When quizzed on this by the Parliamentary Committee, a senior DFAT bureaucrat attempted to reassure committee members by saying:
"Yes, they [Ukrainian authorities] are seeking to upgrade them [Ukrainian nuclear reactors] to 21st century standard."
Oh, that’s okay then.
The current deeply contested series of license renewals, and the related European Bank for Reconstruction and Development (EBRD) financing of a programme to upgrade safety features at Ukrainian nuclear facilities, has highlighted serious deficiencies in governance, operations and compliance with contemporary international standards.
On top of that, there is growing regional concern about the risks associated with the Poroshenko Administration’s focus on keeping the reactors running.
In rushing to extend operating licences, Ukraine is cutting process and safety corners and not complying with its obligations under the Espoo Convention — an international framework agreement around transboundary environmental impact assessment. In April 2013, the UN Espoo monitoring group found that licence renewals at the Rivne nuclear facility were not compliant with Espoo procedures.

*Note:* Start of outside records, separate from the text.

//! EVO configuration: defaults, optional config file, then `EVO__*` environment overrides.
//!
//! | Key | Default | Description |
//! |-----|---------|-------------|
//! | app_name | EVO | Identity used in logs. |
//! | storage_path | ./data/evo_memory | Sled directory for the memory store. |
//! | confirm_timeout_secs | 8 | How long a sensitive action waits for approval. |
//! | confirm_words | confirm, yes, ok | Host-side words answered as approve. |
//! | cancel_words | cancel, no, stop | Host-side words answered as deny. |
//! | read_file_max_bytes | 200000 | Size cap for the read-file skill. |
//! | read_file_extensions | txt, md, json, log, csv | Extensions the read-file skill accepts. |
//! | record_interactions | true | Persist one memory record per decision cycle. |
//! | interactions_key | evo/interactions | Memory key receiving the interaction records. |
//! | interaction_history_limit | 1000 | Newest interaction records kept (0 keeps all). |

use crate::input::normalize_phrase;
use serde::{Deserialize, Serialize};
use std::path::Path;
use std::time::Duration;

fn default_app_name() -> String {
    "EVO".to_string()
}

fn default_storage_path() -> String {
    "./data/evo_memory".to_string()
}

fn default_confirm_timeout_secs() -> u64 {
    8
}

fn default_confirm_words() -> Vec<String> {
    ["confirm", "yes", "ok"].iter().map(|s| s.to_string()).collect()
}

fn default_cancel_words() -> Vec<String> {
    ["cancel", "no", "stop"].iter().map(|s| s.to_string()).collect()
}

fn default_read_file_max_bytes() -> u64 {
    200_000
}

fn default_read_file_extensions() -> Vec<String> {
    ["txt", "md", "json", "log", "csv"].iter().map(|s| s.to_string()).collect()
}

fn default_true() -> bool {
    true
}

fn default_interactions_key() -> String {
    crate::engine::INTERACTIONS_KEY.to_string()
}

fn default_interaction_history_limit() -> usize {
    1000
}

#[derive(Debug, Clone, PartialEq, Serialize, Deserialize)]
pub struct EvoConfig {
    #[serde(default = "default_app_name")]
    pub app_name: String,
    #[serde(default = "default_storage_path")]
    pub storage_path: String,
    #[serde(default = "default_confirm_timeout_secs")]
    pub confirm_timeout_secs: u64,
    #[serde(default = "default_confirm_words")]
    pub confirm_words: Vec<String>,
    #[serde(default = "default_cancel_words")]
    pub cancel_words: Vec<String>,
    #[serde(default = "default_read_file_max_bytes")]
    pub read_file_max_bytes: u64,
    #[serde(default = "default_read_file_extensions")]
    pub read_file_extensions: Vec<String>,
    #[serde(default = "default_true")]
    pub record_interactions: bool,
    #[serde(default = "default_interactions_key")]
    pub interactions_key: String,
    #[serde(default = "default_interaction_history_limit")]
    pub interaction_history_limit: usize,
}

impl Default for EvoConfig {
    fn default() -> Self {
        Self {
            app_name: default_app_name(),
            storage_path: default_storage_path(),
            confirm_timeout_secs: default_confirm_timeout_secs(),
            confirm_words: default_confirm_words(),
            cancel_words: default_cancel_words(),
            read_file_max_bytes: default_read_file_max_bytes(),
            read_file_extensions: default_read_file_extensions(),
            record_interactions: true,
            interactions_key: default_interactions_key(),
            interaction_history_limit: default_interaction_history_limit(),
        }
    }
}

impl EvoConfig {
    /// Load config. Precedence: `EVO__*` env > file at `$EVO_CONFIG` (default `config/evo`) > defaults.
    pub fn load() -> Result<Self, config::ConfigError> {
        let config_path = std::env::var("EVO_CONFIG").unwrap_or_else(|_| "config/evo".to_string());
        Self::load_from(Path::new(&config_path))
    }

    /// Same as [`load`](Self::load) with an explicit file path (extension optional; missing file is fine).
    pub fn load_from(path: &Path) -> Result<Self, config::ConfigError> {
        let built = config::Config::builder()
            .add_source(config::File::with_name(&path.to_string_lossy()).required(false))
            .add_source(
                config::Environment::with_prefix("EVO")
                    .separator("__")
                    .try_parsing(true),
            )
            .build()?;

        built.try_deserialize()
    }

    pub fn confirm_timeout(&self) -> Duration {
        Duration::from_secs(self.confirm_timeout_secs)
    }

    /// True when `text` normalizes to one of the confirm words.
    pub fn is_confirm_word(&self, text: &str) -> bool {
        word_in(text, &self.confirm_words)
    }

    /// True when `text` normalizes to one of the cancel words.
    pub fn is_cancel_word(&self, text: &str) -> bool {
        word_in(text, &self.cancel_words)
    }
}

fn word_in(text: &str, words: &[String]) -> bool {
    let t = normalize_phrase(text);
    !t.is_empty() && words.iter().any(|w| normalize_phrase(w) == t)
}

#[cfg(test)]
mod tests {
    use super::*;

    #[test]
    fn missing_file_yields_defaults() {
        let dir = tempfile::tempdir().unwrap();
        let cfg = EvoConfig::load_from(&dir.path().join("absent")).unwrap();
        assert_eq!(cfg.confirm_timeout_secs, 8);
        assert_eq!(cfg.app_name, "EVO");
        assert!(cfg.record_interactions);
        assert_eq!(cfg.interactions_key, "evo/interactions");
        assert_eq!(cfg.interaction_history_limit, 1000);
    }

    #[test]
    fn file_values_override_defaults() {
        let dir = tempfile::tempdir().unwrap();
        let path = dir.path().join("evo.toml");
        std::fs::write(
            &path,
            "confirm_timeout_secs = 20\ninteraction_history_limit = 50\nconfirm_words = [\"confirmo\", \"sim\"]\nstorage_path = \"/tmp/evo\"\n",
        )
        .unwrap();
        let cfg = EvoConfig::load_from(&path).unwrap();
        assert_eq!(cfg.confirm_timeout(), Duration::from_secs(20));
        assert_eq!(cfg.storage_path, "/tmp/evo");
        assert_eq!(cfg.interaction_history_limit, 50);
        assert!(cfg.is_confirm_word("Confirmo!"));
        assert!(!cfg.is_confirm_word("yes"));
        assert!(cfg.is_cancel_word("no"));
    }

    #[test]
    fn words_are_normalized() {
        let cfg = EvoConfig {
            cancel_words: vec!["Não".to_string()],
            ..EvoConfig::default()
        };
        assert!(cfg.is_cancel_word("  nao "));
        assert!(!cfg.is_cancel_word(""));
    }
}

In 2013, the Eastern Partnership, a leading East European civil society forum, declared the absence of environmental impact assessment for nuclear projects posed:
' ... a severe threat to people both in Ukraine and in neighbouring states, including EU member states.'
Nearby nations, including the governments or Slovakia, Romania and Hungary, have formally and unsuccessfully called for Ukraine to provide further detail on its nuclear projects and to facilitate increased regional dialogue on this unresolved issue of concern.
These concerns have been amplified after a series of recent shutdowns, fires and safety concerns at Ukrainian nuclear facilities.
The Ukrainian Government’s response to continuing domestic and international disquiet over the operations of its nuclear sector was a 2015 decree preventing the national nuclear energy regulator from carrying out facility inspections on its own initiative.
This, coupled with increased pressure on industry whistleblowers and critics, has done nothing to address the real risks facing the nation’s ageing nuclear fleet.
None of these issues have been meaningfully identified, let alone addressed, in the treaty action or analysis to date.
Any plan to supply Australian uranium to such a fraught region deserves the highest level of scrutiny. Instead, we have tick-a-box paperwork, cut-and-paste assurances and a profound retreat from responsibility.